People who pretend! Poor loves. I watch them flail from solid ground. Ground I foraged and tamped-down by myself, over years, for myself. And here it is, now, under my feet. I am full of love for everything I have as well as everything I lost. I have generated new things, new joy. I have turned into new chapters and made good decisions. I was alright with being noisy and alone, magic talking to itself. They were not. They were terrified of it. I watch them sinking, pretending, stuffing more and more hurt and fear and trauma away. They pretend and they sink, over and over again. Undealt-with pain is a fault line that rumbles forever. You'll never walk on it without falling down.

Talk to me about sadness. I talk about it too much in my own head but I never mind others talking about it either; I occasionally feel like I tremendously need others to talk about it as well.

Kurt Vonnegut loved Anne Sexton for this, for the same reason I do:


I know nothing of what Anne Sexton knew. I am her, but I am apart from her. My pain was one (ghastly, catastrophic) explosion. Hers was a fire of abuse and mental illness—smaller than a bomb, quietly crackling, but burning her on a daily basis, repeatedly, for her whole life. And so I feel a bit sheepish, maybe, to see myself—to see us—in her words. It's so different, her pain and ours.

But that's what's interesting: comfort and companionship is everywhere. People you'd automatically turn to can turn up empty, like a house with all the lights out. Nobody is home. Nobody answers the door even though you know they're inside there, somewhere. You can only walk away. And people you'd never expect to be comfort-giving companions appear in your life mysteriously equipped, regardless of knowing baby death or not. Many do not. Yet there they are, standing with you.

Perspective comes from contemplating the effects of a sudden blast versus a constant, consuming heat, yes. But it's not only the suicides, the doomed, the tragic addicts, the vampires, the mentally undiagnosed, the abandoned, or the other babylost parents who can accompany us in grief. Accompaniment, cinematically tragic or sweetly wholesome, takes a thousand forms.

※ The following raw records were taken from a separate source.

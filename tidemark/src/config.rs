//! Runtime configuration, loaded from a JSON file.
//!
//! Every section and field has a default, so an empty object `{}` is a valid
//! configuration for the standard 4-20 mA deployment:
//!
//! ```json
//! {
//!   "calibration": { "raw_min": 4.0, "raw_max": 20.0, "tank_height": 3.11 },
//!   "sampling": { "tick_interval": 1.0, "cycle_seconds": 120, "reducer": "median" },
//!   "store": { "path": "/var/lib/tidemark/data.db" },
//!   "query": { "range_caps": { "minute": 7, "hour": 90 } },
//!   "sensor": { "kind": "iio", "signal": { "type": "milliamps", "shunt_ohms": 96.75 } }
//! }
//! ```
//!
//! Durations are written as seconds (floating point).

use std::fs;
use std::path::{Path, PathBuf};
use std::time::Duration;

use serde::{Deserialize, Serialize};

use crate::calibrate::CalibrationParameters;
use crate::error::{ConfigError, Result};
use crate::query::RangeCaps;
use crate::sensor::SensorConfig;
use crate::store::StoreOptions;
use crate::window::Reducer;

/// Top-level configuration.
#[derive(Debug, Clone, Default, PartialEq, Serialize, Deserialize)]
#[serde(default)]
pub struct Config {
    /// Calibration endpoints and tank geometry.
    pub calibration: CalibrationParameters,
    /// Tick and window timing.
    pub sampling: SamplingConfig,
    /// Database location and write tuning.
    pub store: StoreConfig,
    /// Read-path limits.
    pub query: QueryConfig,
    /// ADC front end.
    pub sensor: SensorConfig,
}

/// Sampling section.
#[derive(Debug, Clone, PartialEq, Serialize, Deserialize)]
#[serde(default)]
pub struct SamplingConfig {
    /// Time between sensor reads.
    #[serde(with = "duration_serde")]
    pub tick_interval: Duration,
    /// Length of one measurement cycle in seconds.
    pub cycle_seconds: u32,
    /// How each window is folded into one value.
    pub reducer: Reducer,
    /// Pause after a failed read before the next tick.
    #[serde(with = "duration_serde")]
    pub failure_backoff: Duration,
}

impl Default for SamplingConfig {
    fn default() -> Self {
        Self {
            tick_interval: Duration::from_secs(1),
            cycle_seconds: 120,
            reducer: Reducer::Mean,
            failure_backoff: Duration::from_secs(5),
        }
    }
}

/// Store section.
#[derive(Debug, Clone, PartialEq, Eq, Serialize, Deserialize)]
#[serde(default)]
pub struct StoreConfig {
    /// SQLite database file.
    pub path: PathBuf,
    /// Boundary offset override. Derived from `cycle_seconds` when unset.
    #[serde(
        with = "duration_serde::option",
        skip_serializing_if = "Option::is_none"
    )]
    pub boundary_offset: Option<Duration>,
    /// How long to wait on a locked database.
    #[serde(with = "duration_serde")]
    pub busy_timeout: Duration,
}

impl Default for StoreConfig {
    fn default() -> Self {
        Self {
            path: PathBuf::from("data.db"),
            boundary_offset: None,
            busy_timeout: StoreOptions::default().busy_timeout,
        }
    }
}

/// Query section.
#[derive(Debug, Clone, Default, PartialEq, Eq, Serialize, Deserialize)]
#[serde(default)]
pub struct QueryConfig {
    /// Longest span, in days, an aggregate may cover per granularity.
    pub range_caps: RangeCaps,
}

impl Config {
    /// Loads and validates a configuration file.
    ///
    /// # Errors
    ///
    /// - [`ConfigError::FileAccess`] if the file cannot be read
    /// - [`ConfigError::Parse`] if it is not valid configuration JSON
    /// - any validation error from [`Config::validate`]
    pub fn load<P: AsRef<Path>>(path: P) -> Result<Self> {
        let path = path.as_ref();
        let text = fs::read_to_string(path).map_err(|e| ConfigError::FileAccess {
            path: path.to_path_buf(),
            source: e,
        })?;

        let config: Self = serde_json::from_str(&text).map_err(|e| ConfigError::Parse {
            path: path.to_path_buf(),
            source: e,
        })?;

        config.validate()?;
        Ok(config)
    }

    /// Writes the configuration as pretty-printed JSON.
    ///
    /// # Errors
    ///
    /// Returns [`ConfigError`] if serialization or the write fails.
    pub fn save<P: AsRef<Path>>(&self, path: P) -> Result<()> {
        let path = path.as_ref();
        let json = serde_json::to_string_pretty(self).map_err(ConfigError::Serialize)?;
        fs::write(path, json + "\n").map_err(|e| ConfigError::FileAccess {
            path: path.to_path_buf(),
            source: e,
        })?;
        Ok(())
    }

    /// Validates every section.
    ///
    /// # Errors
    ///
    /// Returns the first [`ConfigError`] found.
    pub fn validate(&self) -> Result<()> {
        self.calibration.validate()?;
        self.sensor.validate()?;
        self.query.range_caps.validate()?;

        let sampling = &self.sampling;
        if sampling.tick_interval.is_zero() {
            return Err(ConfigError::InvalidSampling {
                reason: "tick_interval must be positive".to_string(),
            }
            .into());
        }
        if sampling.cycle_seconds == 0 {
            return Err(ConfigError::InvalidSampling {
                reason: "cycle_seconds must be positive".to_string(),
            }
            .into());
        }
        if Duration::from_secs(u64::from(sampling.cycle_seconds)) < sampling.tick_interval {
            return Err(ConfigError::InvalidSampling {
                reason: format!(
                    "cycle_seconds ({}) is shorter than tick_interval ({:?})",
                    sampling.cycle_seconds, sampling.tick_interval
                ),
            }
            .into());
        }

        Ok(())
    }

    /// Ticks per measurement window.
    #[allow(clippy::cast_possible_truncation, clippy::cast_sign_loss)] // ratio is positive and small
    pub fn window_ticks(&self) -> usize {
        let ratio =
            f64::from(self.sampling.cycle_seconds) / self.sampling.tick_interval.as_secs_f64();
        (ratio.round() as usize).max(1)
    }

    /// Store options with the boundary offset resolved.
    pub fn store_options(&self) -> StoreOptions {
        let derived = StoreOptions::for_cycle(self.sampling.cycle_seconds);
        StoreOptions {
            boundary_offset: self.store.boundary_offset.unwrap_or(derived.boundary_offset),
            busy_timeout: self.store.busy_timeout,
        }
    }
}

/// Serde helpers for `Duration` as floating-point seconds.
mod duration_serde {
    use std::time::Duration;

    use serde::{Deserialize, Deserializer, Serialize, Serializer};

    pub fn serialize<S>(duration: &Duration, serializer: S) -> Result<S::Ok, S::Error>
    where
        S: Serializer,
    {
        duration.as_secs_f64().serialize(serializer)
    }

    pub fn deserialize<'de, D>(deserializer: D) -> Result<Duration, D::Error>
    where
        D: Deserializer<'de>,
    {
        let seconds = f64::deserialize(deserializer)?;
        Duration::try_from_secs_f64(seconds).map_err(serde::de::Error::custom)
    }

    pub mod option {
        use std::time::Duration;

        use serde::{Deserialize, Deserializer, Serialize, Serializer};

        pub fn serialize<S>(duration: &Option<Duration>, serializer: S) -> Result<S::Ok, S::Error>
        where
            S: Serializer,
        {
            duration.map(|d| d.as_secs_f64()).serialize(serializer)
        }

        pub fn deserialize<'de, D>(deserializer: D) -> Result<Option<Duration>, D::Error>
        where
            D: Deserializer<'de>,
        {
            Option::<f64>::deserialize(deserializer)?
                .map(|s| Duration::try_from_secs_f64(s).map_err(serde::de::Error::custom))
                .transpose()
        }
    }
}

Love isn't a state of perfect caring. It is an active noun like struggle. To love someone is to strive to accept that person exactly the way he or she is, right here and now. Knowing that we can be loved exactly as we are gives us all the best opportunity for growing into the healthiest of people.
‘I don’t feel very much like Pooh today,’ said Pooh.
‘There, there,’ said Piglet. ‘I’ll bring you tea and honey until you do.'

Share with us your most treasured input, and why it felt like yours. What did you stumble across that made you feel a little more yourself, whatever this new self may grow to be?